Sentencing a policeman
Recently a police sergeant with an impeccable 20-year record of service was sentenced to four months' imprisonment for causing a very slight, uncertified injury to a foreign woman after being provoked for 30 minutes. This sentence is ridiculous and...
Recently a police sergeant with an impeccable 20-year record of service was sentenced to four months' imprisonment for causing a very slight, uncertified injury to a foreign woman after being provoked for 30 minutes.
This sentence is ridiculous and absurd, especially when we often hear that criminals of far more serious crimes leave the courts with a conditional discharge, if not free. Criminals who have committed attempted murders or thefts must be having the time of their lives, for they know that the court is very lenient with them, while petty offences get jail sentences.
Whom are the judiciary trying to fool? By sentencing a policeman to jail for a petty offence, are they trying to recover some of the credibility they have lost? Besides the fact that various mitigating circumstances the police sergeant had in his favour were simply ignored by the court, whatever the circumstances, he was guilty.
In his ruling the magistrate referred to the fact that policemen should be trained to deal with certain situations. Is reacting to a bypass operation or from the scare of being infected with hepatitis part of the training policemen receive?
The police sergeant, instead of opting to get boarded out, remarkably returned to his job instead of doing nothing while still receiving social benefits. Is this the message the court is sending to people in the same situation.
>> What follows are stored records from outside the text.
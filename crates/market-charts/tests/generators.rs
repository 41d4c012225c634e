// File: crates/market-charts/tests/generators.rs
// Summary: Runs each generator binary in a scratch directory and checks the files it leaves in output/.

use std::collections::BTreeSet;
use std::path::Path;
use std::process::Command;

use market_charts::outputs;

fn listing(dir: &Path) -> BTreeSet<String> {
    std::fs::read_dir(dir)
        .unwrap()
        .map(|e| e.unwrap().file_name().to_string_lossy().into_owned())
        .collect()
}

fn run(name: &str, exe: &str) {
    let tmp = tempfile::tempdir().unwrap();
    let expected: BTreeSet<String> = outputs::for_generator(name).unwrap().into_iter().collect();

    let out = Command::new(exe).current_dir(tmp.path()).output().unwrap();
    let stdout = String::from_utf8_lossy(&out.stdout);
    assert!(out.status.success(), "{name} failed: {}", String::from_utf8_lossy(&out.stderr));
    assert!(stdout.contains('✅'), "{name} printed no progress lines");
    assert!(stdout.contains('🎉'), "{name} printed no completion line");

    let out_dir = tmp.path().join("output");
    assert_eq!(listing(&out_dir), expected);
    for file in &expected {
        let len = std::fs::metadata(out_dir.join(file)).unwrap().len();
        assert!(len > 0, "{file} is empty");
    }

    // Re-running overwrites in place.
    let again = Command::new(exe).current_dir(tmp.path()).output().unwrap();
    assert!(again.status.success());
    assert_eq!(listing(&out_dir), expected);
}

#[test]
fn job_market_writes_png_and_svg() {
    run("job-market-graphs", env!("CARGO_BIN_EXE_job-market-graphs"));
}

#[test]
fn programming_languages_writes_png_and_svg() {
    run("programming-languages-graphs", env!("CARGO_BIN_EXE_programming-languages-graphs"));
}

#[test]
fn salary_analysis_writes_png() {
    run("salary-analysis-graphs", env!("CARGO_BIN_EXE_salary-analysis-graphs"));
}

#[test]
fn layoffs_analysis_writes_png() {
    run("layoffs-analysis-graphs", env!("CARGO_BIN_EXE_layoffs-analysis-graphs"));
}

#[test]
fn regional_comparison_writes_png() {
    run("regional-comparison-graphs", env!("CARGO_BIN_EXE_regional-comparison-graphs"));
}

#[test]
fn salary_comparison_writes_png() {
    run("salary-comparison-graphs", env!("CARGO_BIN_EXE_salary-comparison-graphs"));
}

#[test]
fn additional_market_writes_png() {
    run("additional-market-graphs", env!("CARGO_BIN_EXE_additional-market-graphs"));
}

#[test]
fn interactive_dashboard_writes_html() {
    let tmp = tempfile::tempdir().unwrap();
    let out = Command::new(env!("CARGO_BIN_EXE_interactive-dashboard"))
        .current_dir(tmp.path())
        .output()
        .unwrap();
    assert!(out.status.success());

    let page = std::fs::read_to_string(tmp.path().join("output/interactive_03_regional_salaries.html")).unwrap();
    assert!(page.contains("Salaries vs Cost of Living by region - 2025"));
    assert!(page.contains("<b>Almaty<\\/b>"));
    drop(tmp);

    run("interactive-dashboard", env!("CARGO_BIN_EXE_interactive-dashboard"));
}

#[test]
fn unwritable_output_directory_fails() {
    let tmp = tempfile::tempdir().unwrap();
    // A plain file where the directory should be.
    std::fs::write(tmp.path().join("output"), b"").unwrap();
    let out = Command::new(env!("CARGO_BIN_EXE_salary-analysis-graphs"))
        .current_dir(tmp.path())
        .output()
        .unwrap();
    assert!(!out.status.success());
}
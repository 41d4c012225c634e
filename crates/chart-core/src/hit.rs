// File: crates/chart-core/src/hit.rs
// Summary: Hover hit regions collected while drawing, in figure point coordinates.

use serde::Serialize;

#[derive(Clone, Debug, PartialEq, Serialize)]
#[serde(tag = "shape", rename_all = "lowercase")]
pub enum HitShape {
    Rect { x: f32, y: f32, w: f32, h: f32 },
    Circle { cx: f32, cy: f32, r: f32 },
    /// Ring segment; angles in degrees, clockwise from 3 o'clock.
    Wedge { cx: f32, cy: f32, r0: f32, r1: f32, start: f32, sweep: f32 },
}

impl HitShape {
    pub fn contains(&self, px: f32, py: f32) -> bool {
        match *self {
            HitShape::Rect { x, y, w, h } => px >= x && px <= x + w && py >= y && py <= y + h,
            HitShape::Circle { cx, cy, r } => (px - cx).powi(2) + (py - cy).powi(2) <= r * r,
            HitShape::Wedge { cx, cy, r0, r1, start, sweep } => {
                let d = ((px - cx).powi(2) + (py - cy).powi(2)).sqrt();
                if d < r0 || d > r1 { return false; }
                let a = (py - cy).atan2(px - cx).to_degrees();
                let (lo, span) = if sweep < 0.0 { (start + sweep, -sweep) } else { (start, sweep) };
                (a - lo).rem_euclid(360.0) <= span
            }
        }
    }
}

#[derive(Clone, Debug, PartialEq, Serialize)]
pub struct HitRegion {
    #[serde(flatten)]
    pub shape: HitShape,
    pub text: String,
}

impl HitRegion {
    pub fn new(shape: HitShape, text: impl Into<String>) -> Self {
        Self { shape, text: text.into() }
    }
}

#[cfg(test)]
mod tests {
    use super::*;

    #[test]
    fn wedge_contains_handles_counter_clockwise_sweep() {
        // Top-left quarter: from 12 o'clock counter-clockwise to 9 o'clock.
        let w = HitShape::Wedge { cx: 0.0, cy: 0.0, r0: 0.0, r1: 10.0, start: -90.0, sweep: -90.0 };
        assert!(w.contains(-5.0, -5.0));
        assert!(!w.contains(5.0, -5.0));
        assert!(!w.contains(-20.0, -1.0));
    }

    #[test]
    fn serializes_with_shape_tag() {
        let r = HitRegion::new(HitShape::Circle { cx: 1.0, cy: 2.0, r: 3.0 }, "Rust");
        let json = serde_json::to_string(&r).unwrap();
        assert!(json.contains("\"shape\":\"circle\""));
        assert!(json.contains("\"text\":\"Rust\""));
    }
}
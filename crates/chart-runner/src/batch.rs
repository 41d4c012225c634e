// File: crates/chart-runner/src/batch.rs
// Summary: Sequential batch over the generator list and the per-run / aggregate result records.

use std::future::Future;
use std::io::Write;
use std::time::{Duration, Instant};

use tracing::info;

use crate::config::RunnerConfig;
use crate::error::{Result, RunnerError};
use crate::process::run_generator;
use crate::report::{count_outputs, Reporter};

#[derive(Clone, Debug, PartialEq, Eq)]
pub enum Outcome {
    Succeeded,
    /// Non-zero exit; `code` is `None` when a signal ended the process.
    Failed { code: Option<i32> },
    TimedOut,
    SpawnFailed { reason: String },
    Missing,
}

#[derive(Clone, Debug)]
pub struct RunResult {
    pub name: String,
    pub outcome: Outcome,
    pub stdout: String,
    pub stderr: String,
    pub elapsed: Duration,
}

impl RunResult {
    pub fn new(name: impl Into<String>, outcome: Outcome, elapsed: Duration) -> Self {
        Self { name: name.into(), outcome, stdout: String::new(), stderr: String::new(), elapsed }
    }

    pub fn with_output(mut self, stdout: String, stderr: String) -> Self {
        self.stdout = stdout;
        self.stderr = stderr;
        self
    }

    pub fn succeeded(&self) -> bool {
        self.outcome == Outcome::Succeeded
    }

    /// Progress and completion lines worth echoing from a successful run.
    pub fn highlights(&self) -> impl Iterator<Item = &str> {
        self.stdout.lines().filter(|l| l.contains('✅') || l.contains('🎉'))
    }
}

#[derive(Clone, Debug, Default)]
pub struct BatchSummary {
    pub results: Vec<RunResult>,
    pub elapsed: Duration,
}

impl BatchSummary {
    pub fn total(&self) -> usize {
        self.results.len()
    }

    pub fn successful(&self) -> usize {
        self.results.iter().filter(|r| r.succeeded()).count()
    }

    pub fn failed(&self) -> usize {
        self.total() - self.successful()
    }

    pub fn failed_names(&self) -> impl Iterator<Item = &str> {
        self.results.iter().filter(|r| !r.succeeded()).map(|r| r.name.as_str())
    }

    pub fn all_succeeded(&self) -> bool {
        self.failed() == 0
    }

    pub fn exit_code(&self) -> i32 {
        if self.all_succeeded() { 0 } else { 1 }
    }
}

/// Check the marker, prepare `output/`, then run every generator in order.
/// A failing generator never stops the batch.
pub async fn run_batch<W: Write>(config: &RunnerConfig, report: &mut Reporter<W>) -> Result<BatchSummary> {
    report.header("IT MARKET REPORT 2025 - VISUALIZATION GENERATOR")?;

    let marker = config.marker_path();
    if !marker.exists() {
        return Err(RunnerError::MissingMarker { marker: config.marker.clone(), dir: config.work_dir.clone() });
    }

    let out_dir = config.output_path();
    std::fs::create_dir_all(&out_dir).map_err(|source| RunnerError::OutputDir { path: out_dir.clone(), source })?;
    let out_dir = out_dir.canonicalize().unwrap_or(out_dir);
    report.success(&format!("Output directory: {}", out_dir.display()))?;
    report.info(&format!("Generator binaries: {}", config.bin_dir.display()))?;
    report.info(&format!("Running {} generators", config.scripts.len()))?;
    report.info("This takes about 2-3 minutes")?;

    let started = Instant::now();
    let n = config.scripts.len();
    let mut results = Vec::with_capacity(n);
    for (i, name) in config.scripts.iter().enumerate() {
        report.step(i + 1, n, name)?;
        let result = run_generator(name, &config.executable(name), &config.work_dir, config.timeout).await;
        info!(name = %name, outcome = ?result.outcome, elapsed_ms = result.elapsed.as_millis() as u64, "generator finished");
        report.result(&result, config.timeout)?;
        results.push(result);
    }
    let summary = BatchSummary { results, elapsed: started.elapsed() };

    let counts = count_outputs(&out_dir).map_err(|source| RunnerError::ScanOutput { path: out_dir.clone(), source })?;
    report.summary(&summary, &counts, &out_dir)?;
    Ok(summary)
}

/// Run the batch until it finishes or `cancel` resolves, reporting fatal
/// errors and interruption. Returns the process exit code.
pub async fn run_until<W, F>(config: &RunnerConfig, report: &mut Reporter<W>, cancel: F) -> Result<i32>
where
    W: Write,
    F: Future,
{
    let code = tokio::select! {
        biased;
        _ = cancel => {
            report.blank()?;
            report.warning("Interrupted by user")?;
            1
        }
        outcome = run_batch(config, report) => match outcome {
            Ok(summary) => summary.exit_code(),
            Err(RunnerError::MissingMarker { marker, .. }) => {
                report.error(&format!("{marker} not found!"))?;
                report.info("Run chart-runner from the workspace root")?;
                1
            }
            Err(e) => {
                report.error(&format!("Fatal error: {e}"))?;
                1
            }
        },
    };
    Ok(code)
}

#[cfg(test)]
mod tests {
    use super::*;

    fn result(name: &str, outcome: Outcome) -> RunResult {
        RunResult::new(name, outcome, Duration::from_millis(10))
    }

    #[test]
    fn summary_counts_every_kind_of_failure() {
        let summary = BatchSummary {
            results: vec![
                result("a", Outcome::Succeeded),
                result("b", Outcome::Failed { code: Some(1) }),
                result("c", Outcome::TimedOut),
                result("d", Outcome::Missing),
                result("e", Outcome::SpawnFailed { reason: "denied".into() }),
            ],
            elapsed: Duration::from_secs(1),
        };
        assert_eq!(summary.successful(), 1);
        assert_eq!(summary.failed(), 4);
        assert_eq!(summary.failed_names().collect::<Vec<_>>(), ["b", "c", "d", "e"]);
        assert_eq!(summary.exit_code(), 1);
    }

    #[test]
    fn empty_batch_succeeds() {
        assert_eq!(BatchSummary::default().exit_code(), 0);
    }

    #[test]
    fn highlights_keep_progress_lines_only() {
        let r = result("a", Outcome::Succeeded).with_output(
            "🚀 start\n✅ Chart 1 saved\nnoise\n\n🎉 done\n".into(),
            String::new(),
        );
        assert_eq!(r.highlights().collect::<Vec<_>>(), ["✅ Chart 1 saved", "🎉 done"]);
    }
}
To my knowledge, suspended sentences or a conditional discharge have been introduced for minor offences and not serious crimes. It is about time that Parliament starts looking into certain abuses perpetrated by the judiciary in the name of the law by creating an independent commission.
Common sense, besides honesty, should be a primary requisite for members of the judiciary, and their work should be reviewed every two years. If they don't obtain the desired results their position should not be renewed.
I sincerely hope that this ridiculous and absurd sentence is overturned in the appeal or else a greater injustice will be committed. At least this will give the people the reassurance that someone from the judiciary still has some common sense.